Two things, she says with little hesitation, spring to mind. Firstly the trolling and cyber-bullying that athletes can experience on social media and, secondly, the prevalence of eating disorders and RED-S, which is even worse than she imagined.
“My best year as an athlete was 2006 but I didn’t even join Facebook until 2007,” she says. “Today there is much more scope for people to make cutting comments and things like that online.
“I was tough in some ways but also quite sensitive as a teenager and I think would have really struggled with that as a young athlete. Teenagers are bombarded now with so much stuff that they’re not quite ready for and maybe don’t have that strength of character at that young age.”
On eating disorders, she says: “It’s far more prevalent than I realised. We do surveys in the Gracefull Girls programme and I was quite shocked with the responses I was getting. This could also be linked back to social media.

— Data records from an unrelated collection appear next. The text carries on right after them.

/// Normalizes a deferred part into its parent record and writes the presence
/// marker that lets the reader see the fragment as fetched.
pub fn normalize_deferred(
    base: &RecordSource,
    placeholder: &DeferPlaceholder,
    payload: &Json,
    errors: &[PayloadError],
    variables: &Variables,
    options: &NormalizeOptions,
) -> Result<NormalizedPart, NormalizeError> {
    let Json::Object(object) = payload else {
        return Err(NormalizeError::PayloadShape);
    };
    let Lookup::Present(parent) = base.get(&placeholder.id) else {
        return Err(NormalizeError::MissingParent {
            id: placeholder.id.clone(),
        });
    };
    let typename = parent.typename().to_owned();

    let mut pass = NormalizePass::new(base, variables, options, errors);
    pass.ensure_record(&placeholder.id, &typename);
    pass.normalize_selections(&placeholder.id, &typename, object, &placeholder.selections)?;
    let marker = StorageKey::new(format!("{PART_MARKER_PREFIX}{}", placeholder.label));
    pass.set_field(&placeholder.id, marker, Value::Scalar(Json::Bool(true)))?;
    Ok(pass.finish())
}

/// Normalizes one streamed list item at `index`, extending the parent's
/// stored reference list positionally rather than overwriting it.
pub fn normalize_stream_item(
    base: &RecordSource,
    placeholder: &StreamPlaceholder,
    index: usize,
    payload: &Json,
    errors: &[PayloadError],
    variables: &Variables,
    options: &NormalizeOptions,
) -> Result<NormalizedPart, NormalizeError> {
    if base.get(&placeholder.id).record().is_none() {
        return Err(NormalizeError::MissingParent {
            id: placeholder.id.clone(),
        });
    }

    let mut pass = NormalizePass::new(base, variables, options, errors);
    let entry = match payload {
        Json::Null => None,
        Json::Object(object) => {
            let child = pass.normalize_linked_object(
                &placeholder.id,
                &placeholder.key,
                &placeholder.field,
                object,
                Some(index),
            )?;
            Some(child)
        }
        _ => {
            return Err(NormalizeError::ObjectExpected {
                id: placeholder.id.clone(),
                key: placeholder.key.clone(),
            })
        }
    };

    let mut refs = match pass.overlay.get(&placeholder.id) {
        Lookup::Present(record) => match record.get(&placeholder.key) {
            Some(Value::RefList(ids)) => ids.clone(),
            _ => Vec::new(),
        },
        Lookup::Deleted | Lookup::Unfetched => {
            return Err(NormalizeError::MissingParent {
                id: placeholder.id.clone(),
            })
        }
    };
    while refs.len() <= index {
        refs.push(None);
    }
    refs[index] = entry;
    pass.set_field(&placeholder.id, placeholder.key.clone(), Value::RefList(refs))?;
    Ok(pass.finish())
}

struct NormalizePass<'a> {
    overlay: OverlaySource<'a>,
    variables: &'a Variables,
    options: &'a NormalizeOptions,
    errors: FxHashMap<Vec<PathSegment>, Vec<FieldError>>,
    path: Vec<PathSegment>,
    placeholders: Vec<IncrementalPlaceholder>,
    module_imports: Vec<ModulePointer>,
}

“Generation after generation we seem to be making the same mistakes. I really do hope that with the likes of Pippa Woolven coming forward and talking powerfully about her own experiences, it might help to cut out some of the misinformation that’s out there that might often come from some coaches.
“Even during my career I worked with someone who had a very unhealthy relationship with food and wasn’t someone to listen to at all in that respect at all. They might tell you want you need to do to be an athlete but they don’t always have the answers. Instead you need to listen to common sense and to people who really do have the expertise.”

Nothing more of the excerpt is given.